▶ **To do**
For the string "MetadataStore", work out how many lines of the data contain it and give that number with nothing added.

[Dataset entries]
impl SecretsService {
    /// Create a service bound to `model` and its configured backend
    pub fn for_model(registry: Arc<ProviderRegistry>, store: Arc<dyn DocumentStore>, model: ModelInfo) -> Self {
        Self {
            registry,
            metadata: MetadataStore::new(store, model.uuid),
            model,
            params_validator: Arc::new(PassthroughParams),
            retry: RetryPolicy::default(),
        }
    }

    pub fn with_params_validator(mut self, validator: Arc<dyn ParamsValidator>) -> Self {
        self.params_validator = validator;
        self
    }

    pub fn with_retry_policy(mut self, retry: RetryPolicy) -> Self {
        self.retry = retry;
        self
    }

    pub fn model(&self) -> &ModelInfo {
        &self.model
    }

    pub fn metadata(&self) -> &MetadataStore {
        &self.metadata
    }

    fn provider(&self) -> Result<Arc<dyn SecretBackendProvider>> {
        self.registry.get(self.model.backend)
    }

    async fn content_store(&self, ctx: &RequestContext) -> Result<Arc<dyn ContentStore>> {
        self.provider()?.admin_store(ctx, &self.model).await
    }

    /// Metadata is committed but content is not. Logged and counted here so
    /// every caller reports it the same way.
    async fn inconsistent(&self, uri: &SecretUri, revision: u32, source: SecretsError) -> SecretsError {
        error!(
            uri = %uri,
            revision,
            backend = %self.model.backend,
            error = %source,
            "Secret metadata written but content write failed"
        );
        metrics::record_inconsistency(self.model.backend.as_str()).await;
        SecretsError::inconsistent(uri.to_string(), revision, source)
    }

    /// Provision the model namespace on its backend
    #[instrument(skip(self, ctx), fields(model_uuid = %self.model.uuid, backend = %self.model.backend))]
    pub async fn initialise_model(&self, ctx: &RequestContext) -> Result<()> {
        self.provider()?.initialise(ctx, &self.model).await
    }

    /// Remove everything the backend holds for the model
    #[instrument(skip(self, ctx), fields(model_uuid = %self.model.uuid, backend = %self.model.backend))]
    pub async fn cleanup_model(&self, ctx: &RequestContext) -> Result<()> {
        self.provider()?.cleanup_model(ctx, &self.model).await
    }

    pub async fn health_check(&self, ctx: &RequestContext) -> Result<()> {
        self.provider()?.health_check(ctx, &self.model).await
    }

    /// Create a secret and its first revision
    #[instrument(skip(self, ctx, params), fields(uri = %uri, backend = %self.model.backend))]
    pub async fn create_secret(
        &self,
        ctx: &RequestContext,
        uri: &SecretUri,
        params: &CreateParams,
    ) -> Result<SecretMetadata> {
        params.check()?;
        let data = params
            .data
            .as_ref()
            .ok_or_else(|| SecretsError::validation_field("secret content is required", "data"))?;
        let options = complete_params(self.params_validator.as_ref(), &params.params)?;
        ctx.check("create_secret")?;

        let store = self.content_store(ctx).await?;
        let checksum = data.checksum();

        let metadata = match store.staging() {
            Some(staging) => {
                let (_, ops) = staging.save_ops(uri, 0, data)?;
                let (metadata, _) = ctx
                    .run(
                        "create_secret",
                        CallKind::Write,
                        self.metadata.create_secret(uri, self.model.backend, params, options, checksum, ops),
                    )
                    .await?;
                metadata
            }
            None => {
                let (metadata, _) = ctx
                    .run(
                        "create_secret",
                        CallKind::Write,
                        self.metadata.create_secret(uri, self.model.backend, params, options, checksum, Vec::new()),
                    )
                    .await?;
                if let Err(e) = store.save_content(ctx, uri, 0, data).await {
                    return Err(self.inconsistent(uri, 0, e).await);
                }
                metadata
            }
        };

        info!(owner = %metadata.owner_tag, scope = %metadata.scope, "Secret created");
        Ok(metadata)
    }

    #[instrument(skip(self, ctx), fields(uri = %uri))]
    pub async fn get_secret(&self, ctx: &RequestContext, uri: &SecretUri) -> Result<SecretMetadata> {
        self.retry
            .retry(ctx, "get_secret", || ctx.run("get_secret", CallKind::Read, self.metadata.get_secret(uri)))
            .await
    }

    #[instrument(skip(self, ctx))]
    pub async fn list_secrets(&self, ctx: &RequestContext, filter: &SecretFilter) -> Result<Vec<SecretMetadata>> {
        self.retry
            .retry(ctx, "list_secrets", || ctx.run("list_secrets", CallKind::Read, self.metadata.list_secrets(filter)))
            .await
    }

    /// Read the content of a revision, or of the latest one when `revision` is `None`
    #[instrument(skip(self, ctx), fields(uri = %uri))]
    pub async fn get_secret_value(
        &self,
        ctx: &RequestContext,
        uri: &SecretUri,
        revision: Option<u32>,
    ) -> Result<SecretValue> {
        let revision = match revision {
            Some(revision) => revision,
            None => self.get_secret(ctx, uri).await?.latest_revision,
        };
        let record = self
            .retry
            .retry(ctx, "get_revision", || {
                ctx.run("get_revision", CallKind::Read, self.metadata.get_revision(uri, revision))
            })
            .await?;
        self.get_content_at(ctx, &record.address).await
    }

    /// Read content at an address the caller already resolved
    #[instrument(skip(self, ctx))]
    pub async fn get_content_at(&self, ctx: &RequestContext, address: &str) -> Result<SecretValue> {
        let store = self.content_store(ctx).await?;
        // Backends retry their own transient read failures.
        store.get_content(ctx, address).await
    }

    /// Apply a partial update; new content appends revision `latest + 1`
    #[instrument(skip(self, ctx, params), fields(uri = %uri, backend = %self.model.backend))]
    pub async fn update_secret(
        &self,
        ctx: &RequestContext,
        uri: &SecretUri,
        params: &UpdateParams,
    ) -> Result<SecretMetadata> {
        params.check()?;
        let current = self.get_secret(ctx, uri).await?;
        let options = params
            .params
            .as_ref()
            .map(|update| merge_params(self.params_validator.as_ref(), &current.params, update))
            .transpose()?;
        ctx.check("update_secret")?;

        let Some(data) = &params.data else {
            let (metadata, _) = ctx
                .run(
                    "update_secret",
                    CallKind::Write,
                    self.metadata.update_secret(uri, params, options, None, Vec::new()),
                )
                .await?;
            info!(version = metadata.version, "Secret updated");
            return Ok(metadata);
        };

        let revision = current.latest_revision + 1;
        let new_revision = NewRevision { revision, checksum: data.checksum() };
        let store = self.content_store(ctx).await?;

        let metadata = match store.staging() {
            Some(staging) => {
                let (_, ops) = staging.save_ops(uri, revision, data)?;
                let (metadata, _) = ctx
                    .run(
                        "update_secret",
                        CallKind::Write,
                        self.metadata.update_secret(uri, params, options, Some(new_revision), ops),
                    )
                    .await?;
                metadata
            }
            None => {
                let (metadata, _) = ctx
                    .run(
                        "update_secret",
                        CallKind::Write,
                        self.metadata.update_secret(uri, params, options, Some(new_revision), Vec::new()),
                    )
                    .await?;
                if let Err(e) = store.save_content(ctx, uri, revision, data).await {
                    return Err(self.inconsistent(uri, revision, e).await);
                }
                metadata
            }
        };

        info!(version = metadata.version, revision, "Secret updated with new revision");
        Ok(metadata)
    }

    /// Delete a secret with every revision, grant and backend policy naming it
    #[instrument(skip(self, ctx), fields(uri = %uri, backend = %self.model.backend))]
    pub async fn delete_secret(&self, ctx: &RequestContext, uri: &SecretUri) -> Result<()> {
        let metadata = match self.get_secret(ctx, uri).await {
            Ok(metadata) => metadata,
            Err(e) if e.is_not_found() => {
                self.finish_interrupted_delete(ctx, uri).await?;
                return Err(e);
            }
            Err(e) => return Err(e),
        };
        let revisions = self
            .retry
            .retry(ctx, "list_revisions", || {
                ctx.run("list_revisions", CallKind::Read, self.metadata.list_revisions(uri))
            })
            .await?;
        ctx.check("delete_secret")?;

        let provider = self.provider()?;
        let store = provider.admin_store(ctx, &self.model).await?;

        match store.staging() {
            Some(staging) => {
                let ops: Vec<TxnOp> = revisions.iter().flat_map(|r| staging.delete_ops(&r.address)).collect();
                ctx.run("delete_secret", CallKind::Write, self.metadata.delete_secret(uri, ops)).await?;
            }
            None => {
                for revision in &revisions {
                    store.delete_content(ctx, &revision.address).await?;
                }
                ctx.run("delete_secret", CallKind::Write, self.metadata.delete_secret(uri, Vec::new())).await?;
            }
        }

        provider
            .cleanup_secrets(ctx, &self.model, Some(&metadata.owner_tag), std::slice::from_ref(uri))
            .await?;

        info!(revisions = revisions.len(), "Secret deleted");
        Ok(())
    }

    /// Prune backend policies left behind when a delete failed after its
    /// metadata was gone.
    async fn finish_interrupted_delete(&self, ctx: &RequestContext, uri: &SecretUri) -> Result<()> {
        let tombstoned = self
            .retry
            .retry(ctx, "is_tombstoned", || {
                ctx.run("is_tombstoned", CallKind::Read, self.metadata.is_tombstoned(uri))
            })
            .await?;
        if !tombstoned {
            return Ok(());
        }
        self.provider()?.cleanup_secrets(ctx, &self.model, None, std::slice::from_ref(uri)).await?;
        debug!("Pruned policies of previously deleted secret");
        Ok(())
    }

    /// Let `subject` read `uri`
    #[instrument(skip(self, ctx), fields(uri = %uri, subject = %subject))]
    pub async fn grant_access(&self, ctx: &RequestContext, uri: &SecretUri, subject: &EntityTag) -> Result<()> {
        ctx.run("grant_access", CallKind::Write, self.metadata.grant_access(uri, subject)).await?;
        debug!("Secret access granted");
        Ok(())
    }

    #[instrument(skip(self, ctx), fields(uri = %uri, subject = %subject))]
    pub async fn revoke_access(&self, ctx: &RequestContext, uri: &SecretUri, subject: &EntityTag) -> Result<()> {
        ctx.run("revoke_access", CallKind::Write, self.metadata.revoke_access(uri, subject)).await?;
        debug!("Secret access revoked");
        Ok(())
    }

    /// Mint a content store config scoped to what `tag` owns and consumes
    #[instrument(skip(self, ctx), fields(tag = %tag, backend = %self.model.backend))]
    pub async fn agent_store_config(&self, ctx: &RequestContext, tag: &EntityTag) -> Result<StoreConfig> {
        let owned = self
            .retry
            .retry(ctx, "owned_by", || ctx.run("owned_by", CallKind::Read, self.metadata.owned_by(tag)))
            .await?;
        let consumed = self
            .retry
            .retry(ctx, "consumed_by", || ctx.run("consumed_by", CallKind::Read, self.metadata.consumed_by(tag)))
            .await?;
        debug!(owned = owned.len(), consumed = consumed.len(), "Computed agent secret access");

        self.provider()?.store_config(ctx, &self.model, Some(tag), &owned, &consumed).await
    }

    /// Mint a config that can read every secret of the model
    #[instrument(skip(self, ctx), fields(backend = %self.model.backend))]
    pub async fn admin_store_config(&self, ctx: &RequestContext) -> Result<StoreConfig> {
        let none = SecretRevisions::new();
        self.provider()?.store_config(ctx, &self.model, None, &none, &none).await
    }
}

▶ **Solution for this problem**
2